The Entergy electricity company, which serves New Orleans, acknowledged today that they cannot yet indicate when they will be able to restore electricity for the vast majority of users in this city.
The power cuts continue this Thursday, being massive in New Orleans, with 928,000 homes still without electricity, and with high figures also registered in Mississippi (32,000), in the south of the country.
RELATEDThe Northeast, where Ida has finally dissipated today, also faces blackouts: Pennsylvania (57,000), New York state (37,000), New Jersey (48,000) and Connecticut (12,000), according to the specialized website Poweroutage.us.
The state of Louisiana will receive this Friday the visit of US President Joe Biden, who will tour the most affected areas and meet with local and state authorities.
Four days after Ida landed on the Louisiana coast, near Port Fourchon, as a fearsome Category 4 hurricane, the trail of destruction persists, with at least 20 deaths due to heavy rainfall that sank bridges, highways and flooded vast populated areas.
Ida has destroyed a large part of the city’s electrical infrastructure since Sunday, including the eight main transmission lines that carry power to the city.
In addition, it caused damage to oil refineries located in Louisiana, with seven of them out of service and hundreds of gas stations that are now closed because of the destructive Ida winds.

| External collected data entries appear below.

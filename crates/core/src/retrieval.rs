//! Query classes and retrieval output

use serde::{Deserialize, Serialize};
use std::fmt;

use crate::Chunk;

/// Query classification result
#[derive(Debug, Clone, Copy, PartialEq, Eq, Hash, Serialize, Deserialize)]
#[serde(rename_all = "snake_case")]
pub enum QueryType {
    Entity,
    Metric,
    List,
    HowTo,
    Comparison,
    General,
}

impl QueryType {
    pub fn as_str(&self) -> &'static str {
        match self {
            QueryType::Entity => "entity",
            QueryType::Metric => "metric",
            QueryType::List => "list",
            QueryType::HowTo => "how_to",
            QueryType::Comparison => "comparison",
            QueryType::General => "general",
        }
    }
}

impl fmt::Display for QueryType {
    fn fmt(&self, f: &mut fmt::Formatter<'_>) -> fmt::Result {
        f.write_str(self.as_str())
    }
}

/// A ranked chunk returned to the answer layer
#[derive(Debug, Clone, PartialEq, Serialize, Deserialize)]
pub struct RetrievedChunk {
    #[serde(flatten)]
    pub chunk: Chunk,
    /// Inner product against the query vector
    pub similarity: f32,
    /// Hybrid score computed by the retriever
    pub relevance_score: f32,
    /// Cross-encoder score, set only when re-ranking ran
    #[serde(default, skip_serializing_if = "Option::is_none")]
    pub rerank_score: Option<f32>,
    /// Re-rank score after authority and recency multipliers
    #[serde(default, skip_serializing_if = "Option::is_none")]
    pub final_score: Option<f32>,
}

impl RetrievedChunk {
    pub fn new(chunk: Chunk, similarity: f32, relevance_score: f32) -> Self {
        Self {
            chunk,
            similarity,
            relevance_score,
            rerank_score: None,
            final_score: None,
        }
    }
}
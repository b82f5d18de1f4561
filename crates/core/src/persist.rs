//! Atomic output files (write to a temp file in the same directory, then rename)

use std::fs;
use std::io::{BufWriter, Write};
use std::path::Path;

use tempfile::NamedTempFile;

use crate::Result;

/// Write `path` atomically through a buffered writer.
///
/// Readers either see the previous file or the complete new one.
pub fn write_atomic<F>(path: &Path, write: F) -> Result<()>
where
    F: FnOnce(&mut dyn Write) -> Result<()>,
{
    let dir = match path.parent() {
        Some(parent) if !parent.as_os_str().is_empty() => parent,
        _ => Path::new("."),
    };
    fs::create_dir_all(dir)?;

    let mut tmp = NamedTempFile::new_in(dir)?;
    {
        let mut writer = BufWriter::new(tmp.as_file_mut());
        write(&mut writer)?;
        writer.flush()?;
    }
    tmp.as_file().sync_all()?;
    tmp.persist(path).map_err(|e| e.error)?;

    tracing::debug!(path = %path.display(), "Wrote file atomically");
    Ok(())
}

pub fn write_atomic_bytes(path: &Path, bytes: &[u8]) -> Result<()> {
    write_atomic(path, |w| {
        w.write_all(bytes)?;
        Ok(())
    })
}
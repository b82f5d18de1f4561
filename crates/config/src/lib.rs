//! Configuration management for the fundfacts engine
//!
//! Supports loading configuration from:
//! - YAML/TOML files (`config/default`, `config/{env}`)
//! - Environment variables (`FUNDFACTS__` prefix, `__` separator)
//! - Built-in defaults from [`constants`]

pub mod constants;
pub mod settings;

pub use settings::{
    load_settings, CacheConfig, DataConfig, EmbeddingSettings, IngestConfig, ObservabilityConfig,
    RerankerSettings, RetrievalConfig, RuntimeEnvironment, Settings,
};

use thiserror::Error;

#[derive(Error, Debug)]
pub enum ConfigError {
    #[error("Configuration file not found: {0}")]
    FileNotFound(String),

    #[error("Failed to parse configuration: {0}")]
    ParseError(String),

    #[error("Missing required field: {0}")]
    MissingField(String),

    #[error("Invalid value for {field}: {message}")]
    InvalidValue { field: String, message: String },

    #[error("Environment error: {0}")]
    Environment(String),
}

impl From<config::ConfigError> for ConfigError {
    fn from(err: config::ConfigError) -> Self {
        match err {
            config::ConfigError::NotFound(key) => ConfigError::MissingField(key),
            other => ConfigError::ParseError(other.to_string()),
        }
    }
}
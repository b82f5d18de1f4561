//! Text Embeddings
//!
//! Dense encoders implementing [`EmbeddingProvider`]:
//! - `OnnxEmbedder`: sentence-transformer ONNX model with mean pooling (`onnx` feature)
//! - `HashEmbedder`: deterministic token-hash embedding for development and tests

use std::path::Path;
use std::sync::Arc;

#[cfg(feature = "onnx")]
use ndarray::Array2;
#[cfg(feature = "onnx")]
use ort::{session::builder::GraphOptimizationLevel, session::Session, value::Tensor};
#[cfg(feature = "onnx")]
use parking_lot::Mutex;
#[cfg(feature = "onnx")]
use tokenizers::Tokenizer;

use fundfacts_config::EmbeddingSettings;
use fundfacts_core::{EmbeddingProvider, Error};

use crate::RagError;

/// Embedding configuration
#[derive(Debug, Clone)]
pub struct EmbeddingConfig {
    pub max_seq_len: usize,
    pub embedding_dim: usize,
    pub normalize: bool,
    /// Batch size for bulk embedding
    pub batch_size: usize,
    /// ONNX output tensor holding token embeddings
    pub output_name: String,
}

impl Default for EmbeddingConfig {
    fn default() -> Self {
        use fundfacts_config::constants::embedding;

        Self {
            max_seq_len: embedding::MAX_SEQ_LEN,
            embedding_dim: embedding::DIMENSION,
            normalize: true,
            batch_size: embedding::BATCH_SIZE,
            output_name: embedding::OUTPUT_NAME.to_string(),
        }
    }
}

impl From<&EmbeddingSettings> for EmbeddingConfig {
    fn from(settings: &EmbeddingSettings) -> Self {
        Self {
            max_seq_len: settings.max_seq_len,
            embedding_dim: settings.dimension,
            normalize: settings.normalize,
            batch_size: settings.batch_size,
            ..Self::default()
        }
    }
}

fn l2_normalize(v: &mut [f32]) {
    let norm: f32 = v.iter().map(|x| x * x).sum::<f32>().sqrt();
    if norm > 0.0 {
        for x in v.iter_mut() {
            *x /= norm;
        }
    }
}

/// Sentence embedder backed by an ONNX model
#[cfg(feature = "onnx")]
pub struct OnnxEmbedder {
    session: Mutex<Session>,
    tokenizer: Tokenizer,
    config: EmbeddingConfig,
    model_name: String,
}

#[cfg(feature = "onnx")]
impl OnnxEmbedder {
    pub fn new(
        model_path: impl AsRef<Path>,
        tokenizer_path: impl AsRef<Path>,
        config: EmbeddingConfig,
    ) -> Result<Self, RagError> {
        let model_name = model_path
            .as_ref()
            .parent()
            .and_then(|p| p.file_name())
            .map(|n| n.to_string_lossy().into_owned())
            .unwrap_or_else(|| "onnx-embedder".to_string());

        let session = Session::builder()
            .map_err(|e| RagError::Model(e.to_string()))?
            .with_optimization_level(GraphOptimizationLevel::Level3)
            .map_err(|e| RagError::Model(e.to_string()))?
            .with_intra_threads(2)
            .map_err(|e| RagError::Model(e.to_string()))?
            .commit_from_file(model_path)
            .map_err(|e| RagError::Model(e.to_string()))?;

        let tokenizer =
            Tokenizer::from_file(tokenizer_path).map_err(|e| RagError::Model(e.to_string()))?;

        Ok(Self {
            session: Mutex::new(session),
            tokenizer,
            config,
            model_name,
        })
    }

    fn embed_batch_internal(&self, texts: &[&str]) -> Result<Vec<Vec<f32>>, RagError> {
        let batch_size = texts.len();
        let seq = self.config.max_seq_len;

        let encodings = self
            .tokenizer
            .encode_batch(texts.to_vec(), true)
            .map_err(|e| RagError::Embedding(e.to_string()))?;

        let mut input_ids = vec![0i64; batch_size * seq];
        let mut attention_mask = vec![0i64; batch_size * seq];
        let mut token_type_ids = vec![0i64; batch_size * seq];

        for (i, encoding) in encodings.iter().enumerate() {
            let ids = encoding.get_ids();
            let mask = encoding.get_attention_mask();
            let types = encoding.get_type_ids();
            let len = ids.len().min(seq);
            let offset = i * seq;

            for j in 0..len {
                input_ids[offset + j] = ids[j] as i64;
                attention_mask[offset + j] = mask[j] as i64;
                token_type_ids[offset + j] = types[j] as i64;
            }
        }

        let input_ids = Array2::from_shape_vec((batch_size, seq), input_ids)
            .map_err(|e| RagError::Embedding(e.to_string()))?;
        let attention = Array2::from_shape_vec((batch_size, seq), attention_mask.clone())
            .map_err(|e| RagError::Embedding(e.to_string()))?;
        let token_types = Array2::from_shape_vec((batch_size, seq), token_type_ids)
            .map_err(|e| RagError::Embedding(e.to_string()))?;

        let input_ids_tensor =
            Tensor::from_array(input_ids).map_err(|e| RagError::Model(e.to_string()))?;
        let attention_tensor =
            Tensor::from_array(attention).map_err(|e| RagError::Model(e.to_string()))?;
        let token_types_tensor =
            Tensor::from_array(token_types).map_err(|e| RagError::Model(e.to_string()))?;

        let mut session = self.session.lock();
        let outputs = session
            .run(ort::inputs![
                "input_ids" => input_ids_tensor,
                "attention_mask" => attention_tensor,
                "token_type_ids" => token_types_tensor,
            ])
            .map_err(|e| RagError::Model(e.to_string()))?;

        let (shape, hidden) = outputs
            .get(self.config.output_name.as_str())
            .ok_or_else(|| {
                RagError::Model(format!("Missing output tensor: {}", self.config.output_name))
            })?
            .try_extract_tensor::<f32>()
            .map_err(|e| RagError::Model(e.to_string()))?;

        let dims: Vec<usize> = shape.iter().map(|&d| d as usize).collect();
        let (tensor_batch, tensor_seq, hidden_dim) = match dims.as_slice() {
            [b, s, h] => (*b, *s, *h),
            _ => return Err(RagError::Model(format!("Unexpected tensor shape: {:?}", dims))),
        };

        let dim = self.config.embedding_dim.min(hidden_dim);
        let mut embeddings = Vec::with_capacity(batch_size);

        // Mean pooling over attended tokens
        for i in 0..batch_size.min(tensor_batch) {
            let mut embedding = vec![0.0f32; self.config.embedding_dim];
            let mut count = 0.0f32;

            for j in 0..seq.min(tensor_seq) {
                if attention_mask[i * seq + j] == 0 {
                    continue;
                }
                count += 1.0;
                let base = i * tensor_seq * hidden_dim + j * hidden_dim;
                for k in 0..dim {
                    embedding[k] += hidden[base + k];
                }
            }

            if count > 0.0 {
                for v in &mut embedding {
                    *v /= count;
                }
            }
            if self.config.normalize {
                l2_normalize(&mut embedding);
            }
            embeddings.push(embedding);
        }

        Ok(embeddings)
    }
}

#[cfg(feature = "onnx")]
impl EmbeddingProvider for OnnxEmbedder {
    fn encode(&self, texts: &[&str]) -> fundfacts_core::Result<Vec<Vec<f32>>> {
        let mut all = Vec::with_capacity(texts.len());
        for batch in texts.chunks(self.config.batch_size.max(1)) {
            all.extend(self.embed_batch_internal(batch)?);
        }
        Ok(all)
    }

    fn dimension(&self) -> usize {
        self.config.embedding_dim
    }

    fn model_name(&self) -> &str {
        &self.model_name
    }
}

/// Deterministic bag-of-words embedder (no model required)
///
/// Each lowercase alphanumeric token is hashed into a bucket, so texts that
/// share words have positive similarity.
pub struct HashEmbedder {
    config: EmbeddingConfig,
}

impl HashEmbedder {
    pub fn new(config: EmbeddingConfig) -> Self {
        Self { config }
    }

    pub fn embed(&self, text: &str) -> Vec<f32> {
        let dim = self.config.embedding_dim.max(1);
        let mut embedding = vec![0.0f32; dim];

        for token in text
            .split(|c: char| !c.is_alphanumeric())
            .filter(|t| !t.is_empty())
        {
            let token = token.to_lowercase();
            embedding[(fnv1a(token.as_bytes()) % dim as u64) as usize] += 1.0;
        }

        if self.config.normalize {
            l2_normalize(&mut embedding);
        }
        embedding
    }
}

impl Default for HashEmbedder {
    fn default() -> Self {
        Self::new(EmbeddingConfig::default())
    }
}

impl EmbeddingProvider for HashEmbedder {
    fn encode(&self, texts: &[&str]) -> fundfacts_core::Result<Vec<Vec<f32>>> {
        Ok(texts.iter().map(|t| self.embed(t)).collect())
    }

    fn dimension(&self) -> usize {
        self.config.embedding_dim
    }

    fn model_name(&self) -> &str {
        "hash-bow"
    }
}

/// Stable across platforms and releases, unlike `DefaultHasher`
fn fnv1a(bytes: &[u8]) -> u64 {
    let mut hash: u64 = 0xcbf2_9ce4_8422_2325;
    for b in bytes {
        hash ^= *b as u64;
        hash = hash.wrapping_mul(0x0000_0100_0000_01b3);
    }
    hash
}

/// Build the configured embedder.
///
/// A configured model that fails to load is fatal; with no model configured
/// the hash embedder is used.
pub fn build_embedder(settings: &EmbeddingSettings) -> Result<Arc<dyn EmbeddingProvider>, RagError> {
    let config = EmbeddingConfig::from(settings);

    match (&settings.model_path, &settings.tokenizer_path) {
        (Some(model), Some(tokenizer)) => load_onnx(model, tokenizer, config),
        (Some(_), None) | (None, Some(_)) => Err(RagError::Core(Error::Config(
            "embedding.model_path and embedding.tokenizer_path must be set together".to_string(),
        ))),
        (None, None) => {
            tracing::warn!(
                dim = config.embedding_dim,
                "No embedding model configured, using hash embeddings"
            );
            Ok(Arc::new(HashEmbedder::new(config)))
        }
    }
}

#[cfg(feature = "onnx")]
fn load_onnx(
    model: &Path,
    tokenizer: &Path,
    config: EmbeddingConfig,
) -> Result<Arc<dyn EmbeddingProvider>, RagError> {
    let embedder = OnnxEmbedder::new(model, tokenizer, config).map_err(|e| {
        RagError::Core(Error::DependencyUnavailable(format!(
            "embedding model {}: {}",
            model.display(),
            e
        )))
    })?;
    tracing::info!(model = %model.display(), "Loaded ONNX embedding model");
    Ok(Arc::new(embedder))
}

#[cfg(not(feature = "onnx"))]
fn load_onnx(
    model: &Path,
    _tokenizer: &Path,
    _config: EmbeddingConfig,
) -> Result<Arc<dyn EmbeddingProvider>, RagError> {
    Err(RagError::Core(Error::DependencyUnavailable(format!(
        "embedding model {} configured but built without the onnx feature",
        model.display()
    ))))
}

#[cfg(test)]
mod tests {
    use super::*;

    #[test]
    fn test_hash_embedder_normalized() {
        let embedder = HashEmbedder::default();
        let embedding = embedder.embed("Exit load of 1% within one year");

        assert_eq!(embedding.len(), 384);
        let norm: f32 = embedding.iter().map(|x| x * x).sum::<f32>().sqrt();
        assert!((norm - 1.0).abs() < 0.01);
    }

    #[test]
    fn test_hash_embedder_deterministic_and_case_insensitive() {
        let embedder = HashEmbedder::default();
        assert_eq!(embedder.embed("Expense Ratio"), embedder.embed("expense ratio"));
    }

    #[test]
    fn test_shared_words_score_higher() {
        let embedder = HashEmbedder::default();
        let q = embedder.embed("exit load elss");
        let related = embedder.embed("ELSS exit load is nil");
        let unrelated = embedder.embed("portfolio holdings sector allocation");

        let dot = |a: &[f32], b: &[f32]| a.iter().zip(b).map(|(x, y)| x * y).sum::<f32>();
        assert!(dot(&q, &related) > dot(&q, &unrelated));
    }

    #[test]
    fn test_empty_text_is_zero_vector() {
        let embedder = HashEmbedder::default();
        assert!(embedder.embed("").iter().all(|v| *v == 0.0));
    }

    #[test]
    fn test_build_embedder_without_model() {
        let embedder = build_embedder(&EmbeddingSettings::default()).unwrap();
        assert_eq!(embedder.dimension(), 384);
        assert_eq!(embedder.encode(&["a", "b"]).unwrap().len(), 2);
    }

    #[test]
    fn test_build_embedder_requires_both_paths() {
        let settings = EmbeddingSettings {
            model_path: Some("model.onnx".into()),
            ..EmbeddingSettings::default()
        };
        assert!(build_embedder(&settings).is_err());
    }
}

Ida destroyed residences, buildings and bridges as it passed through Louisiana as a Category 4 hurricane. (The Associated Press)
Homes were flooded by heavy rains from the atmospheric system. (The Associated Press)
Ida made landfall on the 16th anniversary of Hurricane Katrina, which caused 1,800 deaths in 2005. (The Associated Press)
Louisiana residents now face the possibility of going weeks without power. (The Associated Press)
Ida impacted Louisiana as a hurricane for 16 hours before becoming a tropical storm. (The Associated Press)
Boats hit by powerful Ida winds in Lafitte, Louisiana. (The Associated Press)
In the image a destroyed home in the city of Houma, in Louisiana. (The Associated Press)
A barge damages a bridge that divides two Louisiana cities. (The Associated Press)
Ida razed the Louisiana power grid, leaving more than a million people in the dark. (The Associated Press)
The cyclone would have caused at least two deaths in New Orleans and Baton Rouge, in Louisiana. (The Associated Press)
On the other hand, the flood that Ida unloaded this Wednesday and Thursday on its way to the Northeast United States has caused several deaths in New York, New Jersey, Pennsylvania and Maryland.
It is a flash flood disaster that, in the case of New York, the private weather company AccuWeather calls the “largest in the history of the city.”
The good news is that in New Orleans, Louisiana, where Ida struck as a near Category 5 hurricane, the federally rebuilt levee system withstood the onslaught of waves and tides.
This managed to avoid the repetition of another catastrophic flood similar to the one suffered by this city in 2005 after the Katrina scourge.
That hurricane hit New Orleans with Category 5 (maximum) winds on August 29, 2005 and has been one of the most devastating in the past 30 years, with nearly 2,000 fatalities and $ 108 billion in damage across all locations. United States affected.